*Task brief*
Look through the data below and extract, unchanged, the lines from the one that contains "fn scheme_for_key(key: Keycode)" to the one that contains "let (mut display, texture_creator)", both included.

(Dataset excerpts begins)

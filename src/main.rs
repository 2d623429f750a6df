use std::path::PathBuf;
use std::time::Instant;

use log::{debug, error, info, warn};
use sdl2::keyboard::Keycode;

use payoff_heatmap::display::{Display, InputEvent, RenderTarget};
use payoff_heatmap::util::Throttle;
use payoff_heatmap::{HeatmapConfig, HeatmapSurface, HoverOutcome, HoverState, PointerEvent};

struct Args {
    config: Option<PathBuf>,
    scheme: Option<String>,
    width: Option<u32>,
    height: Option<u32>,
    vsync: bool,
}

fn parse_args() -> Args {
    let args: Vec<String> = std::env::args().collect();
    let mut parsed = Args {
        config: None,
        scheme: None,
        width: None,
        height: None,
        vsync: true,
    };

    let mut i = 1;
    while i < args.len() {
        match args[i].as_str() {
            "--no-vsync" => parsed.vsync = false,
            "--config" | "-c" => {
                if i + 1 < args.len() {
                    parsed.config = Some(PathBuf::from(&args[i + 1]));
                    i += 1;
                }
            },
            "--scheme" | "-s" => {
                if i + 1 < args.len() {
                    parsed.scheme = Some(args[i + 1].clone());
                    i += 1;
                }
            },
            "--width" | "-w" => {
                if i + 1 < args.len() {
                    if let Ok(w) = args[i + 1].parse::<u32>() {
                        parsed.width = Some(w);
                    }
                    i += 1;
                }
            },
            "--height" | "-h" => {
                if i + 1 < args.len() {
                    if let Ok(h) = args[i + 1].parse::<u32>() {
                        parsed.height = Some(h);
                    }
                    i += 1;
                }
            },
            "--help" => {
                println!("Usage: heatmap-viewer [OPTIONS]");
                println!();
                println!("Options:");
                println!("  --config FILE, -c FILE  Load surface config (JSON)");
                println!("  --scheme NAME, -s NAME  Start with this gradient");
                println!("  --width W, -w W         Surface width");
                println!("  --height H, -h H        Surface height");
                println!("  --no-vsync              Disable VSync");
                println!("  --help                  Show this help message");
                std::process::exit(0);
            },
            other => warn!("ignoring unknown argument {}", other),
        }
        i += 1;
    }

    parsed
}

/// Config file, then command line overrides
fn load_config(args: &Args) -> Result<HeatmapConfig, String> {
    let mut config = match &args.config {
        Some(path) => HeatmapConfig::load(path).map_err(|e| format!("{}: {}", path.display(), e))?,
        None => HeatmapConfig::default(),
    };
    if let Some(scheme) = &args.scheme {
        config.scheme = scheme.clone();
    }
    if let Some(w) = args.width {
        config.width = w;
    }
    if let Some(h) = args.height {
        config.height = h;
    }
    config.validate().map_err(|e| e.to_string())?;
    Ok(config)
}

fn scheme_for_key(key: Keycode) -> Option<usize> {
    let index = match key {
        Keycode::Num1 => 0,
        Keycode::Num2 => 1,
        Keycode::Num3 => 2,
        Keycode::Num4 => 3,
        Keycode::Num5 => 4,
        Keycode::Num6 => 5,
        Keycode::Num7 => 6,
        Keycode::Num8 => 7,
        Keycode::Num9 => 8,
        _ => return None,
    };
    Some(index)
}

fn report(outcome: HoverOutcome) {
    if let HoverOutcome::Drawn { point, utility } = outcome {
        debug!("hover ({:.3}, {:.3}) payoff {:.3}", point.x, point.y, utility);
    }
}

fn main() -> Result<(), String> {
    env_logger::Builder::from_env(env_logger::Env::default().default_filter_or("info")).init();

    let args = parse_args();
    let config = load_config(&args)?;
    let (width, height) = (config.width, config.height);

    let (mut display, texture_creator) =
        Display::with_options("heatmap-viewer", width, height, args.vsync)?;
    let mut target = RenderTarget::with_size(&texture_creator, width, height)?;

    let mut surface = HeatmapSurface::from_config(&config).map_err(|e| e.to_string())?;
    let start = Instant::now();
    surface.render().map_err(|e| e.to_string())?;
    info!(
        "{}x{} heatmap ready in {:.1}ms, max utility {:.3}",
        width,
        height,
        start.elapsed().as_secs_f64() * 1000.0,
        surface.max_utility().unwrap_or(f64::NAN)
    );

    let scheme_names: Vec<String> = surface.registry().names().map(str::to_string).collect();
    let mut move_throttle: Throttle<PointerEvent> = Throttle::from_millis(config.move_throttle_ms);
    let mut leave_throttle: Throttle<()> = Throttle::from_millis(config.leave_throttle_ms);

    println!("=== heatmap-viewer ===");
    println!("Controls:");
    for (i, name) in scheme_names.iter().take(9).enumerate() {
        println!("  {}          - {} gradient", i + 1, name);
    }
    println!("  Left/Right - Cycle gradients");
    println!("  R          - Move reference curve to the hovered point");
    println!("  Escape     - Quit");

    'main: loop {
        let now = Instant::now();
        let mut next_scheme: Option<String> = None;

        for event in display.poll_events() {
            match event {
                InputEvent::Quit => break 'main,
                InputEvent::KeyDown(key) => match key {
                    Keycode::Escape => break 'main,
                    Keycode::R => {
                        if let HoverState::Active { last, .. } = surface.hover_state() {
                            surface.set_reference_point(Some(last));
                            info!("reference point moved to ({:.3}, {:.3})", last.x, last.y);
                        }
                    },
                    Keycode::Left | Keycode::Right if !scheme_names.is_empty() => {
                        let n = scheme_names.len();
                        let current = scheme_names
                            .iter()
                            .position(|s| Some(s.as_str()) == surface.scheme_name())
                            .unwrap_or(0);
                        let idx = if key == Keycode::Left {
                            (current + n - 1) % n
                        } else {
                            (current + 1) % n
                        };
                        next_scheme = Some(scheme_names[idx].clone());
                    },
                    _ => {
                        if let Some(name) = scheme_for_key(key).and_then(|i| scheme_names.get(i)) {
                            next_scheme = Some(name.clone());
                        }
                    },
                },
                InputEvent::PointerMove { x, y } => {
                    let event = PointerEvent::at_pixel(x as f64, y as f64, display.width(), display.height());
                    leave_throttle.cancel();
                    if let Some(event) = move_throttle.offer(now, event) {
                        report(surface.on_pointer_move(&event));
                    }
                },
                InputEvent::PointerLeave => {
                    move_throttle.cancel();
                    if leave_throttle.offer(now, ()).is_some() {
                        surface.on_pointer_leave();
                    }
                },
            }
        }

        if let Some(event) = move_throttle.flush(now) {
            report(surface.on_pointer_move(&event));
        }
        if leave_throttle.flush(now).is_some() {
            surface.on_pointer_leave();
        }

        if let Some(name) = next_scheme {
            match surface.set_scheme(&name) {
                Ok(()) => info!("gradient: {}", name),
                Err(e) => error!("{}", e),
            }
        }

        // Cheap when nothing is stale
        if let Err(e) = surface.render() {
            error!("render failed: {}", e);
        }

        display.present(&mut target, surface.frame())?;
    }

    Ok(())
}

(Dataset excerpts ends)

*Solution for this task*
fn scheme_for_key(key: Keycode) -> Option<usize> {
    let index = match key {
        Keycode::Num1 => 0,
        Keycode::Num2 => 1,
        Keycode::Num3 => 2,
        Keycode::Num4 => 3,
        Keycode::Num5 => 4,
        Keycode::Num6 => 5,
        Keycode::Num7 => 6,
        Keycode::Num8 => 7,
        Keycode::Num9 => 8,
        _ => return None,
    };
    Some(index)
}

fn report(outcome: HoverOutcome) {
    if let HoverOutcome::Drawn { point, utility } = outcome {
        debug!("hover ({:.3}, {:.3}) payoff {:.3}", point.x, point.y, utility);
    }
}

fn main() -> Result<(), String> {
    env_logger::Builder::from_env(env_logger::Env::default().default_filter_or("info")).init();

    let args = parse_args();
    let config = load_config(&args)?;
    let (width, height) = (config.width, config.height);

    let (mut display, texture_creator) =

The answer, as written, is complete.